Ele apontou para o pequeno sinal marrom abaixo do próprio olho esquerdo. Olhei melhor. A marca realmente era quase igual. E então percebi mais coisas: o formato parecido dos olhos, o mesmo desenho dos lábios, aquele olhar concentrado. Meu coração apertou de repente.
Saímos para a rua. O frio bateu forte no rosto. Eu estava fechando os botões do casaco de Alex quando ouvi passos apressados atrás de nós.
Era a mesma funcionária.
— Por favor… podemos conversar? — disse ela, com a voz trêmula.
Pedi que Alex esperasse perto da janela. Ela segurava o avental com tanta força que os dedos estavam brancos.
— Me diga… ele é seu neto biológico?
— Não — respondi com sinceridade. — Minha filha o adotou. Eles morreram há um ano.
Ela ficou pálida.
— Ele nasceu em onze de setembro?
Quando confirmei com a cabeça, as lágrimas começaram a escorrer pelo rosto dela.

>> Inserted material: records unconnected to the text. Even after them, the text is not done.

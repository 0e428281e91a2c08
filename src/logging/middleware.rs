use axum::{extract::Request, middleware::Next, response::Response};
use std::time::Instant;
use tower_http::request_id::{
    MakeRequestUuid, PropagateRequestIdLayer, RequestId, SetRequestIdLayer,
};

/// Per-request logging with timing. Severity tracks the response class.
pub async fn log_request(request: Request, next: Next) -> Response {
    let start = Instant::now();
    let method = request.method().clone();
    let uri = request.uri().clone();

    let req_id: String = request
        .extensions()
        .get::<RequestId>()
        .and_then(|id| id.header_value().to_str().ok())
        .unwrap_or("unknown")
        .to_string();

    tracing::info!(
        request_id = %req_id,
        method = %method,
        uri = %uri,
        "incoming request"
    );

    let response = next.run(request).await;

    let duration = start.elapsed();
    let status = response.status();

    if status.is_server_error() {
        tracing::error!(
            request_id = %req_id,
            method = %method,
            uri = %uri,
            status = %status,
            duration_ms = %duration.as_millis(),
            "request completed with error"
        );
    } else if status.is_client_error() {
        tracing::warn!(
            request_id = %req_id,
            method = %method,
            uri = %uri,
            status = %status,
            duration_ms = %duration.as_millis(),
            "request completed with client error"
        );
    } else {
        tracing::info!(
            request_id = %req_id,
            method = %method,
            uri = %uri,
            status = %status,
            duration_ms = %duration.as_millis(),
            "request completed successfully"
        );
    }

    response
}

pub fn request_id_layer() -> SetRequestIdLayer<MakeRequestUuid> {
    SetRequestIdLayer::x_request_id(MakeRequestUuid)
}

pub fn propagate_request_id_layer() -> PropagateRequestIdLayer {
    PropagateRequestIdLayer::x_request_id()
}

— Ele… ele é meu filho — murmurou. — Eu tinha dezenove anos. Tive medo… e o perdi.
Olhei para Alex. Ele desenhava um coração no vidro embaçado da janela com o dedo.
— Ele precisa de estabilidade — disse eu com calma. — Se você realmente quer estar presente, podemos tentar fazer isso funcionar.
Quando voltamos ao café, ela parecia outra pessoa. Postura firme, olhar decidido.
— Aqui ninguém expulsa famílias — disse ela para os clientes que antes reclamavam. — Quem não gostar pode sair pela porta.
Desde então passamos a ir lá todas as semanas. Alex voltou a rir — alto, sincero.
E um dia, de forma simples, ele olhou para ela e disse:
— Oi, mamãe.
E naquele instante, tudo pareceu finalmente encontrar seu lugar.